Я любил симфоническую музыку, а в тот вечер в Александрии, в казино «Сан-Стефано», должен был выступать симфонический оркестр. В программе был Бетховен. Я горел желанием попасть на концерт. Ведь здесь, в глуши, среди невежественных коллег, идиотизма провинциальной жизни и атмосферы преступлений, я был лишен всяких возможностей наслаждаться прелестями изящного искусства. И вдруг такое счастье — симфонический концерт! Но не тут-то было! Только я приехал в Александрию, прокурор, который, возможно, накурился кальяна, а теперь очнулся, позвонил в канцелярию александрийского губернаторства и велел мне передать, чтобы я немедленно вернулся «любым поездом, пусть даже очередным товарным, для срочного следствия по делу имевших место демонстраций». Я вынужден был вернуться в ту же ночь и, конечно, обнаружил, что никаких демонстраций не было. В полицейском участке меня заверили, что в городе не случилось никаких происшествий. Я понял, что прокурор просто-напросто хотел помучить меня — ему это доставляло удовольствие.

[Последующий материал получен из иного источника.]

//! Translates the declarative `outputs` configuration into a compiled
//! [`EthertypeTable`], honoring last-match-wins semantics: entries are
//! processed in order and later entries overwrite earlier overlapping ones.

use std::collections::HashMap;

use super::{EthertypeEntry, EthertypeTable, Pattern, ProtoEntry, ProtoTable, PortTable};
use crate::config::{RawConfig, RawMatch, RawOutput, RawRangeItem, RawSpec, RawValue};
use crate::error::RouterError;

const IP_ETHERTYPES: [u16; 2] = [0x0800, 0x86dd];
const PORT_PROTOS: [u8; 2] = [6, 17];

const PROTOCOL_NAMES: &[(&str, i64)] = &[
    ("icmp", 1),
    ("igmp", 2),
    ("tcp", 6),
    ("egp", 8),
    ("udp", 17),
    ("gre", 47),
    ("esp", 50),
    ("ah", 51),
    ("icmpv6", 58),
    ("ospf", 89),
    ("sctp", 132),
];

const TCP_SERVICES: &[(&str, i64)] = &[
    ("ftp-data", 20),
    ("ftp", 21),
    ("ssh", 22),
    ("telnet", 23),
    ("smtp", 25),
    ("domain", 53),
    ("http", 80),
    ("pop3", 110),
    ("imap", 143),
    ("https", 443),
];

const UDP_SERVICES: &[(&str, i64)] = &[
    ("domain", 53),
    ("bootps", 67),
    ("bootpc", 68),
    ("tftp", 69),
    ("ntp", 123),
    ("snmp", 161),
];

/// Compile the `outputs` key of a [`RawConfig`] into a [`EthertypeTable`].
/// An absent `outputs` key compiles to an empty table, under which every
/// fingerprint is a no-match (dropped silently, per spec).
pub fn compile(raw: &RawConfig) -> Result<EthertypeTable, RouterError> {
    let mut table = EthertypeTable::default();
    let outputs: &[RawOutput] = raw.outputs.as_deref().unwrap_or(&[]);
    for output in outputs {
        let pattern: Pattern = output.pattern.clone();
        for m in &output.matches {
            compile_match(&mut table, &pattern, m)?;
        }
    }
    Ok(table)
}

fn compile_match(table: &mut EthertypeTable, pattern: &Pattern, m: &RawMatch) -> Result<(), RouterError> {
    match &m.ethertype {
        None => {
            apply_catch_all(table, pattern);
            Ok(())
        }
        Some(spec) => {
            for (lo, hi) in expand_items(spec, ethertype_to_num, Some(-1))? {
                for et in lo..hi {
                    apply_ethertype(table, pattern, et, m)?;
                }
            }
            Ok(())
        }
    }
}

/// A zero-length protomatch: the pattern applies to every fingerprint.
/// Rebinds the whole table fresh, discarding every previously-set entry
/// (including non-IP ethertype leaves an earlier, narrower entry may have
/// installed), the way `config.py`'s `handle_protomatch` rebinds the whole
/// `outputs` dict on an empty match tuple. Pre-populates default nodes at
/// every level (including the TCP/UDP port level) so a later, narrower
/// entry under the same ethertype/proto still has something to refine.
fn apply_catch_all(table: &mut EthertypeTable, pattern: &Pattern) {
    table.default = Some(pattern.clone());
    table.children.clear();
    for &et in &IP_ETHERTYPES {
        let mut proto_table = ProtoTable {
            default: Some(pattern.clone()),
            children: HashMap::new(),
        };
        for &proto in &PORT_PROTOS {
            proto_table.children.insert(
                proto,
                ProtoEntry::Node(PortTable {
                    default: Some(pattern.clone()),
                    children: HashMap::new(),
                }),
            );
        }
        table.children.insert(et, EthertypeEntry::Node(proto_table));
    }
}

fn apply_ethertype(
    table: &mut EthertypeTable,
    pattern: &Pattern,
    ethertype: i64,
    m: &RawMatch,
) -> Result<(), RouterError> {
    if ethertype == -1 {
        // 'ip': matches both IPv4 and IPv6.
        apply_ethertype(table, pattern, 0x0800, m)?;
        apply_ethertype(table, pattern, 0x86dd, m)?;
        return Ok(());
    }
    let ethertype = u16::try_from(ethertype)
        .map_err(|_| RouterError::Config(format!("ethertype {ethertype} out of range")))?;

    if IP_ETHERTYPES.contains(&ethertype) {
        match &m.proto {
            None => {
                if m.port.is_some() {
                    return Err(RouterError::Config(
                        "port specified without a proto".into(),
                    ));
                }
                let mut proto_table = ProtoTable {
                    default: Some(pattern.clone()),
                    children: HashMap::new(),
                };
                for &proto in &PORT_PROTOS {
                    proto_table.children.insert(
                        proto,
                        ProtoEntry::Node(PortTable {
                            default: Some(pattern.clone()),
                            children: HashMap::new(),
                        }),
                    );
                }
                table
                    .children
                    .insert(ethertype, EthertypeEntry::Node(proto_table));
            }
            Some(proto_spec) => {
                let entry = table
                    .children
                    .entry(ethertype)
                    .or_insert_with(|| EthertypeEntry::Node(ProtoTable::default()));
                let proto_table = match entry {
                    EthertypeEntry::Node(pt) => pt,
                    EthertypeEntry::Leaf(_) => {
                        *entry = EthertypeEntry::Node(ProtoTable::default());
                        match entry {
                            EthertypeEntry::Node(pt) => pt,
                            EthertypeEntry::Leaf(_) => unreachable!(),
                        }
                    }
                };
                for (lo, hi) in expand_items(proto_spec, proto_to_num, None)? {
                    for proto in lo..hi {
                        apply_proto(proto_table, pattern, proto, &m.port)?;
                    }
                }
            }
        }
        Ok(())
    } else {
        if m.proto.is_some() || m.port.is_some() {
            return Err(RouterError::Config(format!(
                "proto/port specified for non-IP ethertype {ethertype}"
            )));
        }
        table
            .children
            .insert(ethertype, EthertypeEntry::Leaf(pattern.clone()));
        Ok(())
    }
}

fn apply_proto(
    proto_table: &mut ProtoTable,
    pattern: &Pattern,
    proto: i64,
    port_spec: &Option<RawSpec>,
) -> Result<(), RouterError> {
    let proto_u8 =
        u8::try_from(proto).map_err(|_| RouterError::Config(format!("proto {proto} out of range")))?;

    if PORT_PROTOS.contains(&proto_u8) {
        match port_spec {
            None => {
                proto_table.children.insert(
                    proto_u8,
                    ProtoEntry::Node(PortTable {
                        default: Some(pattern.clone()),
                        children: HashMap::new(),
                    }),
                );
            }
            Some(pspec) => {
                let entry = proto_table
                    .children
                    .entry(proto_u8)
                    .or_insert_with(|| ProtoEntry::Node(PortTable::default()));
                let port_table = match entry {
                    ProtoEntry::Node(pt) => pt,
                    ProtoEntry::Leaf(_) => {
                        *entry = ProtoEntry::Node(PortTable::default());
                        match entry {
                            ProtoEntry::Node(pt) => pt,
                            ProtoEntry::Leaf(_) => unreachable!(),
                        }
                    }
                };
                for (lo, hi) in expand_port_items(pspec, proto_u8)? {
                    for port in lo..hi {
                        let port = i32::try_from(port)
                            .map_err(|_| RouterError::Config(format!("port {port} out of range")))?;
                        port_table.children.insert(port, pattern.clone());
                    }
                }
            }
        }
    } else {
        if port_spec.is_some() {
            return Err(RouterError::Config(format!(
                "port specified for non-TCP/UDP proto {proto_u8}"
            )));
        }
        proto_table
            .children
            .insert(proto_u8, ProtoEntry::Leaf(pattern.clone()));
    }
    Ok(())
}

/// Normalize a spec into its constituent half-open `(lo, hi)` ranges,
/// resolving symbolic scalars via `resolve`. `forbid` is checked against
/// both endpoints of explicit range pairs (used to reject `'ip'` — -1 —
/// inside an ethertype range).
fn expand_items(
    spec: &RawSpec,
    resolve: impl Fn(&RawValue) -> Result<i64, RouterError>,
    forbid: Option<i64>,
) -> Result<Vec<(i64, i64)>, RouterError> {
    let items: Vec<RawRangeItem> = match spec {
        RawSpec::Single(v) => vec![RawRangeItem::Value(v.clone())],
        RawSpec::List(items) => items.clone(),
    };
    let mut ranges = Vec::with_capacity(items.len());
    for item in items {
        match item {
            RawRangeItem::Value(v) => {
                let x = resolve(&v)?;
                ranges.push((x, x + 1));
            }
            RawRangeItem::Range(lo, hi) => {
                let lo = resolve(&lo)?;
                let hi = resolve(&hi)?;
                if let Some(f) = forbid {
                    if lo == f || hi == f {
                        return Err(RouterError::Config(
                            "\"ip\" must not be used in a range".into(),
                        ));
                    }
                }
                ranges.push((lo, hi));
            }
        }
    }
    Ok(ranges)
}

/// Like [`expand_items`] but for ports, where symbol resolution needs the
/// enclosing proto (TCP vs UDP service name tables).
fn expand_port_items(spec: &RawSpec, proto: u8) -> Result<Vec<(i64, i64)>, RouterError> {
    expand_items(spec, |v| port_to_num(v, proto), None)
}

fn ethertype_to_num(v: &RawValue) -> Result<i64, RouterError> {
    match v {
        RawValue::Int(n) => Ok(*n),
        RawValue::Str(s) => match s.as_str() {
            "ip" => Ok(-1),
            "ipv4" => Ok(0x0800),
            "arp" => Ok(0x0806),
            "ipv6" => Ok(0x86dd),
            other => other
                .parse::<i64>()
                .map_err(|_| RouterError::Config(format!("unknown ethertype symbol '{other}'"))),
        },
    }
}

fn proto_to_num(v: &RawValue) -> Result<i64, RouterError> {
    match v {
        RawValue::Int(n) => Ok(*n),
        RawValue::Str(s) => {
            if let Ok(n) = s.parse::<i64>() {
                return Ok(n);
            }
            PROTOCOL_NAMES
                .iter()
                .find(|(name, _)| name == s)
                .map(|(_, n)| *n)
                .ok_or_else(|| RouterError::Config(format!("unknown protocol name '{s}'")))
        }
    }
}

fn port_to_num(v: &RawValue, proto: u8) -> Result<i64, RouterError> {
    match v {
        RawValue::Int(n) => Ok(*n),
        RawValue::Str(s) if s == "fragment" => Ok(-1),
        RawValue::Str(s) => {
            if let Ok(n) = s.parse::<i64>() {
                return Ok(n);
            }
            let table = match proto {
                6 => TCP_SERVICES,
                17 => UDP_SERVICES,
                _ => return Err(RouterError::Config("proto must be tcp or udp".into())),
            };
            table
                .iter()
                .find(|(name, _)| name == s)
                .map(|(_, n)| *n)
                .ok_or_else(|| RouterError::Config(format!("unknown service name '{s}'")))
        }
    }
}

Один за одним шли нудные, скучные дни. Лето в этот год выдалось особенно жаркое. В самый разгар его в наш город на гастроли приехала из Каира театральная труппа, возглавляемая моим старым знакомым артистом и режиссером Омаром-эфенди. Я хорошо знал и ценил его талант еще с тех пор, как он поставил на сцене театра Аккаши мою первую пьесу. Помню, радости моей не было границ — ведь я был новичок и это была моя пробная работа.
Я горел желанием вновь увидеться со старым другом Омаром-эфенди, посмотреть спектакль его труппы и потому хотел в тот же вечер пойти в театр. Вернувшись домой и пообедав, я решил лечь и хорошенько выспаться перед театром. Стояла невыносимая жара, а весь предыдущий день и всю ночь я провел за расследованием многочисленных дел и был сильно утомлен. Поэтому я сразу же заснул. Но вскоре я проснулся от сильного стука в дверь моей квартиры. Прокурор прислал за мной стражника, требуя, чтобы я немедленно явился к нему. Полусонный и раздраженный, вскочил я с постели:
— Требует немедленно? В такой ранний час? В чем дело?
Вытирая рукавом вспотевшее лицо, стражник ответил:
— Ей-богу, не знаю!
Я взглянул на часы: только три часа пополудни. Что нужно от меня этому человеку в самое жаркое время дня? Я знал, что наш прокурор не имел обыкновения спать после обеда. Он проводил это время за чашкой кофе и кальяном. Стражник сообщил мне, что прокурор уже благополучно кончил «принимать» кофе, выкурил свой кальян, явился в прокуратуру и, разбудив стражников, только что расположившихся на отдых, велел им вызвать из квартир всех писарей прокуратуры и стал каждому выдумывать занятие, чтобы лишить их послеобеденного отдыха в такую жару.
Поразмыслив мгновение и взглянув еще раз на стоящего передо мною утомленного и истекающего потом беднягу стражника, только что покрывшего порядочное расстояние от прокуратуры до моей квартиры на окраине города, я промолвил:
— Как там, на улице? Жара, наверное?
— Сущий ад! — ответил стражник.
Тогда я указал ему на прохладный коридор своей квартиры:
— Присядь там, в холодке, отдохни немного. А вон в баке холодная вода.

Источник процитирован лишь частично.